## RECORDS SHOWN:
______________________________
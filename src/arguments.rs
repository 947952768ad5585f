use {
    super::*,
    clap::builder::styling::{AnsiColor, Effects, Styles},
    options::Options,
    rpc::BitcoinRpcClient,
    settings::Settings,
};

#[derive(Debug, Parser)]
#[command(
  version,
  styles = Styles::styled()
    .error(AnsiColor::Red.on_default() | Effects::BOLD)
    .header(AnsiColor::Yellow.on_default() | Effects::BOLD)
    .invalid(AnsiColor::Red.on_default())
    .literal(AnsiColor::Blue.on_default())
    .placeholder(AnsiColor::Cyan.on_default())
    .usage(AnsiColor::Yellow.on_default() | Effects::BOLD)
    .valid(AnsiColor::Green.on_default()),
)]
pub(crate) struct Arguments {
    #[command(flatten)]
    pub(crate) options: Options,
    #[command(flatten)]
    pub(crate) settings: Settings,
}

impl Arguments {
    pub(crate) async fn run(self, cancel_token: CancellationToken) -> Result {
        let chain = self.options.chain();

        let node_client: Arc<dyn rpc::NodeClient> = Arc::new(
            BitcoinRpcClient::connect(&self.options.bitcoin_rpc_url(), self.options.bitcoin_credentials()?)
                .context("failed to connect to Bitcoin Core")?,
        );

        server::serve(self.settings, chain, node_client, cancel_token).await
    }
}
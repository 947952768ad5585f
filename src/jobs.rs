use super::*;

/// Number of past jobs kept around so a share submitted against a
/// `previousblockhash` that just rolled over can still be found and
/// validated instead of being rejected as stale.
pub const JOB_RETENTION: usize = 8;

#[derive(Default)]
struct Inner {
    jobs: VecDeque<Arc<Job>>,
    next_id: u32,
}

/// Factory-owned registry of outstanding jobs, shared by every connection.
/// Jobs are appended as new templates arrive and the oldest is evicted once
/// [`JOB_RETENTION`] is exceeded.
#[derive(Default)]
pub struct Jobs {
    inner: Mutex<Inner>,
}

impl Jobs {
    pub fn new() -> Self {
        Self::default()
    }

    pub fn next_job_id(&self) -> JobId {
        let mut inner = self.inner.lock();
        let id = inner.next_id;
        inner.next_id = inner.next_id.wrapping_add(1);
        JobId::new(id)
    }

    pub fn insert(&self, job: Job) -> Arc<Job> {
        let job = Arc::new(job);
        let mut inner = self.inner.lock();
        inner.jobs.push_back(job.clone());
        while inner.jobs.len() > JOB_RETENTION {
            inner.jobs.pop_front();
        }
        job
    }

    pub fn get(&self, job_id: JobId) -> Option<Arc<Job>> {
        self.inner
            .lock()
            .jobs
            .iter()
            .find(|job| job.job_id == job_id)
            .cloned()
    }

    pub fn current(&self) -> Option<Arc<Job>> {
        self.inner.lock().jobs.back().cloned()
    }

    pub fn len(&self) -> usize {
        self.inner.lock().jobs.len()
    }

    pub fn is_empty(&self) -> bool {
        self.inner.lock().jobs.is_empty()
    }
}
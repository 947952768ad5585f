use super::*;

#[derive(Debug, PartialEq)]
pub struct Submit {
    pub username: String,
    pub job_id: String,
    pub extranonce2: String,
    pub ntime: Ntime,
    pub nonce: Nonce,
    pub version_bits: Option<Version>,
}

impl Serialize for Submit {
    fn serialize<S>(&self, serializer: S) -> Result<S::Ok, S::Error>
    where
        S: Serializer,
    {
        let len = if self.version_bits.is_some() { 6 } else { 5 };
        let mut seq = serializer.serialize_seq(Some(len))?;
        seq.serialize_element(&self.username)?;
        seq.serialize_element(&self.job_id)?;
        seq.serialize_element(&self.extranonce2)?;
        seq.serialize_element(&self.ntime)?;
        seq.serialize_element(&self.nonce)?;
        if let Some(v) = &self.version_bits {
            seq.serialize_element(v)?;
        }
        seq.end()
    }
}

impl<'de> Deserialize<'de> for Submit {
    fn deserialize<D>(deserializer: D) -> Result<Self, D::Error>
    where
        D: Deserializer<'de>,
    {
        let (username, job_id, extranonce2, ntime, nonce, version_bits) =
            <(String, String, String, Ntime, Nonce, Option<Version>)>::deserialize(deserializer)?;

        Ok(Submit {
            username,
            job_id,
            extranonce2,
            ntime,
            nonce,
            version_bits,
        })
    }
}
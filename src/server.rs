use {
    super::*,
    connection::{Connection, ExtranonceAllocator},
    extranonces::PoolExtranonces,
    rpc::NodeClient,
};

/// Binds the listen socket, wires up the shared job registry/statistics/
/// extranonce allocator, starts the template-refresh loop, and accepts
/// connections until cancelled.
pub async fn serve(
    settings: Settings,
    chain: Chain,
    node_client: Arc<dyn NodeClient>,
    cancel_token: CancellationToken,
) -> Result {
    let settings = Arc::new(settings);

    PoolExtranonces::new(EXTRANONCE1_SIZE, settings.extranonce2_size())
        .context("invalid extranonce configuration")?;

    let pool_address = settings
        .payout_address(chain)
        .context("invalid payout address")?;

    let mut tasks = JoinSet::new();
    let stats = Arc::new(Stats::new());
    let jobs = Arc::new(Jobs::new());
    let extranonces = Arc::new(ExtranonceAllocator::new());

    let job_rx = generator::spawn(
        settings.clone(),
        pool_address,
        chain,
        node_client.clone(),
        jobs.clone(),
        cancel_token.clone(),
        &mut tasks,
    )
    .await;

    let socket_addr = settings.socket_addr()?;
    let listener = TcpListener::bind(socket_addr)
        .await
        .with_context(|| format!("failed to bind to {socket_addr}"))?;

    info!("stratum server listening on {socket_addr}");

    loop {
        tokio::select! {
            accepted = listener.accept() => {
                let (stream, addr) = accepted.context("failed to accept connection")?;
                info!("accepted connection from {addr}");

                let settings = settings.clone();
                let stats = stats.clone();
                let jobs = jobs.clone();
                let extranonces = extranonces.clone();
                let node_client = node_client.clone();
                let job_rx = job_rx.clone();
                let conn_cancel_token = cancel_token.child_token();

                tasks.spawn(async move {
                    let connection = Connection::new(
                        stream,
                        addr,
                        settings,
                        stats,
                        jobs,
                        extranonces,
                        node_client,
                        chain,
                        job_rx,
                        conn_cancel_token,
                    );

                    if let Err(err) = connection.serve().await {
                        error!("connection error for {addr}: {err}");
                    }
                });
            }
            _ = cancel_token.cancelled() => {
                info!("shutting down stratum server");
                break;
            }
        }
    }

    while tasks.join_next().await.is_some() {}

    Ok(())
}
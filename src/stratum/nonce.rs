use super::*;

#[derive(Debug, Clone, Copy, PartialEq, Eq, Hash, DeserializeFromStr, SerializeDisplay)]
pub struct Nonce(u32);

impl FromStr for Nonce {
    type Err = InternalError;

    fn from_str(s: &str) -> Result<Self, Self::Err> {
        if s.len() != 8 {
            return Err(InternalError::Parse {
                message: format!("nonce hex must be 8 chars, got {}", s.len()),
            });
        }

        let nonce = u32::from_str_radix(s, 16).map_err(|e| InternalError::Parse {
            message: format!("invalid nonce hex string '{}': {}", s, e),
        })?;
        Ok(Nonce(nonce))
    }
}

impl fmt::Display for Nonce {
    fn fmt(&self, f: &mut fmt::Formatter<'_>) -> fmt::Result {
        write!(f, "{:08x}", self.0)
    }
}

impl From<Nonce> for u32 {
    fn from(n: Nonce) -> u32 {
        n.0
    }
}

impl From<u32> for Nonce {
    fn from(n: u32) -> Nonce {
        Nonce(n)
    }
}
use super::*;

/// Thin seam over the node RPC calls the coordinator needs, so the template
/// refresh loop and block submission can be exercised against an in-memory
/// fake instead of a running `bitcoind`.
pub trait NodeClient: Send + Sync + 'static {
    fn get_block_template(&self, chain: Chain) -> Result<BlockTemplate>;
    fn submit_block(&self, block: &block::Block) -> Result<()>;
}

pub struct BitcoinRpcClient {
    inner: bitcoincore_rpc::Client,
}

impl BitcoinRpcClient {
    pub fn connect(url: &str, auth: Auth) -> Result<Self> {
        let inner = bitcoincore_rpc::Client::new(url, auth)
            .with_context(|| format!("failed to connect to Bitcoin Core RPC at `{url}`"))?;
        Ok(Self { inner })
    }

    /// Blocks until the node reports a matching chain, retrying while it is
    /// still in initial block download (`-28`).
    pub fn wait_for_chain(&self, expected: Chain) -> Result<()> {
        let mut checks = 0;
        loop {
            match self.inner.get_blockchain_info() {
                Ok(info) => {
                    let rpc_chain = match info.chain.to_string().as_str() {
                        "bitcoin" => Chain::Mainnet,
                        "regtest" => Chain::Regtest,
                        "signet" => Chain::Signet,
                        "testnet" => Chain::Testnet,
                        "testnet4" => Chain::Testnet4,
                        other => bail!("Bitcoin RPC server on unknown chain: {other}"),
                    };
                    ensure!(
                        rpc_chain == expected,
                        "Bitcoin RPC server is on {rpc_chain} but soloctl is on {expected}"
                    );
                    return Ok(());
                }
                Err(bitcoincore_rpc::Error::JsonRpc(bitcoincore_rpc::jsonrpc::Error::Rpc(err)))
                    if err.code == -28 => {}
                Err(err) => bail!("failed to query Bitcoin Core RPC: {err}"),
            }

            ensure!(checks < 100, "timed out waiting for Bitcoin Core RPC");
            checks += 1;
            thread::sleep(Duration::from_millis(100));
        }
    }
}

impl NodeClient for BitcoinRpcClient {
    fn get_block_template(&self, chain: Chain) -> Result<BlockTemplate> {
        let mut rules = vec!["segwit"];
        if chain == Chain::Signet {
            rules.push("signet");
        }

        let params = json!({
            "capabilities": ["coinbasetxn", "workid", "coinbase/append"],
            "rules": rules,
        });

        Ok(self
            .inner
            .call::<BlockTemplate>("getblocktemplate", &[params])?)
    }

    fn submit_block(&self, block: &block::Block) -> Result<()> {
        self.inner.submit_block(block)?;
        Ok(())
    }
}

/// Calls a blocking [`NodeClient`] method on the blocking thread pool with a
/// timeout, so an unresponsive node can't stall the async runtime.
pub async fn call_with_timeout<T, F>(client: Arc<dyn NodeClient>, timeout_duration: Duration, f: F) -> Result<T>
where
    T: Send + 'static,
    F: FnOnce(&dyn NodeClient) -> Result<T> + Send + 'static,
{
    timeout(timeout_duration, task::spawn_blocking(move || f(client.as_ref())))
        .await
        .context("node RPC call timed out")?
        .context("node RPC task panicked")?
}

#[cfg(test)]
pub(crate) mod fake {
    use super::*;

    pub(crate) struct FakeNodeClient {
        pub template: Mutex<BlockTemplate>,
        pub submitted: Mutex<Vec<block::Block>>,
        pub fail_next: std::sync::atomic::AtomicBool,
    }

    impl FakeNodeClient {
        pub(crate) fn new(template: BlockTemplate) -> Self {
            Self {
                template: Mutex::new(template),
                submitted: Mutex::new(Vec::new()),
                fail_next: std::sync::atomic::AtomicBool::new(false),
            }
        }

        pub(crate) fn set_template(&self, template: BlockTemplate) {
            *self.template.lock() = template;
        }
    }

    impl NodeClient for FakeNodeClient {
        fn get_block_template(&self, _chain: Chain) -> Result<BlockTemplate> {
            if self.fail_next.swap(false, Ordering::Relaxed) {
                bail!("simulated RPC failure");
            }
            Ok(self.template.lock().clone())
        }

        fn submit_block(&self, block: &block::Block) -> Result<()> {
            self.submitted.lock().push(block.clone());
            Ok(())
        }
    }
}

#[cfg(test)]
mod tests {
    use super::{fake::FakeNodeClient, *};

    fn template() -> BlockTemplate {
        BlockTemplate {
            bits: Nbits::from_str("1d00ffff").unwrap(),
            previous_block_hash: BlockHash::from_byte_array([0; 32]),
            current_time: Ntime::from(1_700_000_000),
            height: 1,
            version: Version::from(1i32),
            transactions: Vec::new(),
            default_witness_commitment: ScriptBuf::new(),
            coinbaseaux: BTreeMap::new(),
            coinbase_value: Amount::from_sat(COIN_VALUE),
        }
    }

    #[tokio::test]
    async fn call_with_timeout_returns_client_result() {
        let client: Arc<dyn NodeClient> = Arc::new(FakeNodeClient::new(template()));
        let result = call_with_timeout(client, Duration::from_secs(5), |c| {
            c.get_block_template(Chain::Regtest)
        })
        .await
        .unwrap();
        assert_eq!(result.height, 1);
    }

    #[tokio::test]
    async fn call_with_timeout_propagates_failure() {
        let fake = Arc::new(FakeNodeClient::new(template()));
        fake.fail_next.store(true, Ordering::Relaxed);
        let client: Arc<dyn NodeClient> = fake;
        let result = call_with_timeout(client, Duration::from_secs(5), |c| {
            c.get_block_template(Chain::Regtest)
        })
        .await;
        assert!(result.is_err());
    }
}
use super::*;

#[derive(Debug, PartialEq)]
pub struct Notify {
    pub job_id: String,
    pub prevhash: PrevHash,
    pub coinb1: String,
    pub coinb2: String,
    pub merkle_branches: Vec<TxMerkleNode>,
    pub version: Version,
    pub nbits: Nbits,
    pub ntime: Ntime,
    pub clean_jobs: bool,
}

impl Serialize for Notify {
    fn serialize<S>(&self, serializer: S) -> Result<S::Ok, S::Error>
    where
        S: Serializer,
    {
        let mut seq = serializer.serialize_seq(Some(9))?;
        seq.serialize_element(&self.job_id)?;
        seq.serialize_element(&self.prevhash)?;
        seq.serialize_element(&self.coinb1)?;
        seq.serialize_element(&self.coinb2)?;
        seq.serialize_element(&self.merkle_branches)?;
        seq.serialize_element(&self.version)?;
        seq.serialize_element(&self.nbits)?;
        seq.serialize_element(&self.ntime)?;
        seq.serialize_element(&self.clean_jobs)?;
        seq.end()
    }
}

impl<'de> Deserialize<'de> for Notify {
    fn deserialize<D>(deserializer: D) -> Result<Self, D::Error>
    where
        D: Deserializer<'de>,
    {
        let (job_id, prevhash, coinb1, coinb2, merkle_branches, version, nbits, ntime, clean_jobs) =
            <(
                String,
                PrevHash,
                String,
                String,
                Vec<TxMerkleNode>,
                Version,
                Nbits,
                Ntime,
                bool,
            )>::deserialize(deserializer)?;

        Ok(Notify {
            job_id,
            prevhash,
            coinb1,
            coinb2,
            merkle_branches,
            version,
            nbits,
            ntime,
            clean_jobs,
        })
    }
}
______________________________
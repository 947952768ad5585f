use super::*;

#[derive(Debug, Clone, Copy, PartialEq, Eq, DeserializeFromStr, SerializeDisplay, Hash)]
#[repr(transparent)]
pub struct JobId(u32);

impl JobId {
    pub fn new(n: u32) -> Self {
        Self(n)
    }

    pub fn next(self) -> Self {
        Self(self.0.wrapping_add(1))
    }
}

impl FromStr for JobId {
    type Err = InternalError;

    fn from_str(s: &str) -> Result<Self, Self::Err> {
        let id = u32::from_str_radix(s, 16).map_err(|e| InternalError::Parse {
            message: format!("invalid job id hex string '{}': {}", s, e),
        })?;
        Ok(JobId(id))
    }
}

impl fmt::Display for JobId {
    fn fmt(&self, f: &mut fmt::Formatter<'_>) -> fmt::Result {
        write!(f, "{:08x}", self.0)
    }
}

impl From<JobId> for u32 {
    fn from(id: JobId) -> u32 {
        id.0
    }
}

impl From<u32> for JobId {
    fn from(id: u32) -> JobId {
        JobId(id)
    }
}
______________________________
## ACTIVITY:
Work out how many lines in the data above contain the word "usize" and respond with that number only.

## ANSWER FOR THE TASK:
2